===== PROVIDED ENTRIES =====
//! Placeholder substitution for command templates.

use crate::utils::sanitize;

/// Render a command template against one row.
///
/// Index 0 is the row ordinal, index i >= 1 is field i-1 (sanitized
/// first when `sanitize_fields` is set; the ordinal never is). Every
/// literal `{i}` occurrence is replaced by whole-string substitution in
/// ascending index order, so a substituted value that happens to contain
/// a later placeholder's text is itself rewritten by that later index.
/// A placeholder without a corresponding value is left verbatim.
pub fn inject_fields(
    template: &str,
    ordinal: usize,
    fields: &[String],
    sanitize_fields: bool,
) -> String {
    let mut values = Vec::with_capacity(fields.len() + 1);
    values.push(ordinal.to_string());
    for field in fields {
        if sanitize_fields {
            values.push(sanitize::escape_text(field));
        } else {
            values.push(field.clone());
        }
    }

    let mut rendered = template.to_string();
    for (i, value) in values.iter().enumerate() {
        let placeholder = format!("{{{}}}", i);
        rendered = rendered.replace(&placeholder, value);
    }

    rendered
}

/// Summary of the placeholders available for a header, in header order.
///
/// `["Name", "City"]` renders as
/// `Fields: {0}=(line number) {1}=Name {2}=City`.
pub fn available_fields(header: &[String]) -> String {
    let mut parts = Vec::with_capacity(header.len() + 1);
    parts.push("{0}=(line number)".to_string());
    for (i, name) in header.iter().enumerate() {
        parts.push(format!("{{{}}}={}", i + 1, name));
    }
    format!("Fields: {}", parts.join(" "))
}

#[cfg(test)]
mod tests {
    use super::*;

    fn row(fields: &[&str]) -> Vec<String> {
        fields.iter().map(|s| s.to_string()).collect()
    }

    #[test]
    fn injects_ordinal_and_fields_in_order() {
        let rendered = inject_fields("echo {0} {1} {2}", 1, &row(&["Ann", "Paris"]), false);
        assert_eq!(rendered, "echo 1 Ann Paris");
    }

    #[test]
    fn injects_repeated_placeholders() {
        let rendered = inject_fields("mv {1}.pdf {1}-{2}.pdf", 5, &row(&["John", "Al Bano"]), false);
        assert_eq!(rendered, "mv John.pdf John-Al Bano.pdf");
    }

    #[test]
    fn sanitizes_fields_but_not_ordinal() {
        let rendered = inject_fields("mkdir {0}-{2}", 3, &row(&["Ann", "New York"]), true);
        assert_eq!(rendered, "mkdir 3-New_York");
    }

    #[test]
    fn leaves_missing_field_placeholder_verbatim() {
        let rendered = inject_fields("echo {1} {4}", 1, &row(&["Ann", "Paris"]), false);
        assert_eq!(rendered, "echo Ann {4}");
    }

    #[test]
    fn value_containing_later_placeholder_is_rewritten() {
        // Index-ascending whole-string substitution: the "{2}" that the
        // first field smuggles in is still live when index 2 is replaced.
        let rendered = inject_fields("echo {1}", 1, &row(&["see {2}", "Paris"]), false);
        assert_eq!(rendered, "echo see Paris");
    }

    #[test]
    fn value_containing_earlier_placeholder_is_left_alone() {
        let rendered = inject_fields("echo {2}", 1, &row(&["Ann", "use {1}"]), false);
        assert_eq!(rendered, "echo use {1}");
    }

    #[test]
    fn rendering_is_deterministic() {
        let fields = row(&["Ann", "Paris"]);
        let first = inject_fields("cp {1} {2}", 7, &fields, false);
        let second = inject_fields("cp {1} {2}", 7, &fields, false);
        assert_eq!(first, second);
    }

    #[test]
    fn available_fields_lists_header_in_order() {
        let header = row(&["Name", "City"]);
        assert_eq!(
            available_fields(&header),
            "Fields: {0}=(line number) {1}=Name {2}=City"
        );
    }

    #[test]
    fn available_fields_with_empty_header_row() {
        assert_eq!(available_fields(&[]), "Fields: {0}=(line number)");
    }
}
=====
[EXERCISE REQUIREMENTS] Extract all of the data shown above and repeat it verbatim.

[WRITTEN REPLY]
//! Placeholder substitution for command templates.

use crate::utils::sanitize;

/// Render a command template against one row.
///
/// Index 0 is the row ordinal, index i >= 1 is field i-1 (sanitized
/// first when `sanitize_fields` is set; the ordinal never is). Every
/// literal `{i}` occurrence is replaced by whole-string substitution in
/// ascending index order, so a substituted value that happens to contain
/// a later placeholder's text is itself rewritten by that later index.
/// A placeholder without a corresponding value is left verbatim.
pub fn inject_fields(
    template: &str,
    ordinal: usize,
    fields: &[String],
    sanitize_fields: bool,
) -> String {
    let mut values = Vec::with_capacity(fields.len() + 1);
    values.push(ordinal.to_string());
    for field in fields {
        if sanitize_fields {
            values.push(sanitize::escape_text(field));
        } else {
            values.push(field.clone());
        }
    }

    let mut rendered = template.to_string();
    for (i, value) in values.iter().enumerate() {
        let placeholder = format!("{{{}}}", i);
        rendered = rendered.replace(&placeholder, value);
    }

    rendered
}

/// Summary of the placeholders available for a header, in header order.
///
/// `["Name", "City"]` renders as
/// `Fields: {0}=(line number) {1}=Name {2}=City`.
pub fn available_fields(header: &[String]) -> String {
    let mut parts = Vec::with_capacity(header.len() + 1);
    parts.push("{0}=(line number)".to_string());
    for (i, name) in header.iter().enumerate() {
        parts.push(format!("{{{}}}={}", i + 1, name));
    }
    format!("Fields: {}", parts.join(" "))
}

#[cfg(test)]
mod tests {
    use super::*;

    fn row(fields: &[&str]) -> Vec<String> {
        fields.iter().map(|s| s.to_string()).collect()
    }

    #[test]
    fn injects_ordinal_and_fields_in_order() {
        let rendered = inject_fields("echo {0} {1} {2}", 1, &row(&["Ann", "Paris"]), false);
        assert_eq!(rendered, "echo 1 Ann Paris");
    }

    #[test]
    fn injects_repeated_placeholders() {
        let rendered = inject_fields("mv {1}.pdf {1}-{2}.pdf", 5, &row(&["John", "Al Bano"]), false);
        assert_eq!(rendered, "mv John.pdf John-Al Bano.pdf");
    }

    #[test]
    fn sanitizes_fields_but_not_ordinal() {
        let rendered = inject_fields("mkdir {0}-{2}", 3, &row(&["Ann", "New York"]), true);
        assert_eq!(rendered, "mkdir 3-New_York");
    }

    #[test]
    fn leaves_missing_field_placeholder_verbatim() {
        let rendered = inject_fields("echo {1} {4}", 1, &row(&["Ann", "Paris"]), false);
        assert_eq!(rendered, "echo Ann {4}");
    }

    #[test]
    fn value_containing_later_placeholder_is_rewritten() {
        // Index-ascending whole-string substitution: the "{2}" that the
        // first field smuggles in is still live when index 2 is replaced.
        let rendered = inject_fields("echo {1}", 1, &row(&["see {2}", "Paris"]), false);
        assert_eq!(rendered, "echo see Paris");
    }

    #[test]
    fn value_containing_earlier_placeholder_is_left_alone() {
        let rendered = inject_fields("echo {2}", 1, &row(&["Ann", "use {1}"]), false);
        assert_eq!(rendered, "echo use {1}");
    }

    #[test]
    fn rendering_is_deterministic() {
        let fields = row(&["Ann", "Paris"]);
        let first = inject_fields("cp {1} {2}", 7, &fields, false);
        let second = inject_fields("cp {1} {2}", 7, &fields, false);
        assert_eq!(first, second);
    }

    #[test]
    fn available_fields_lists_header_in_order() {
        let header = row(&["Name", "City"]);
        assert_eq!(
            available_fields(&header),
            "Fields: {0}=(line number) {1}=Name {2}=City"
        );
    }

    #[test]
    fn available_fields_with_empty_header_row() {
        assert_eq!(available_fields(&[]), "Fields: {0}=(line number)");
    }
}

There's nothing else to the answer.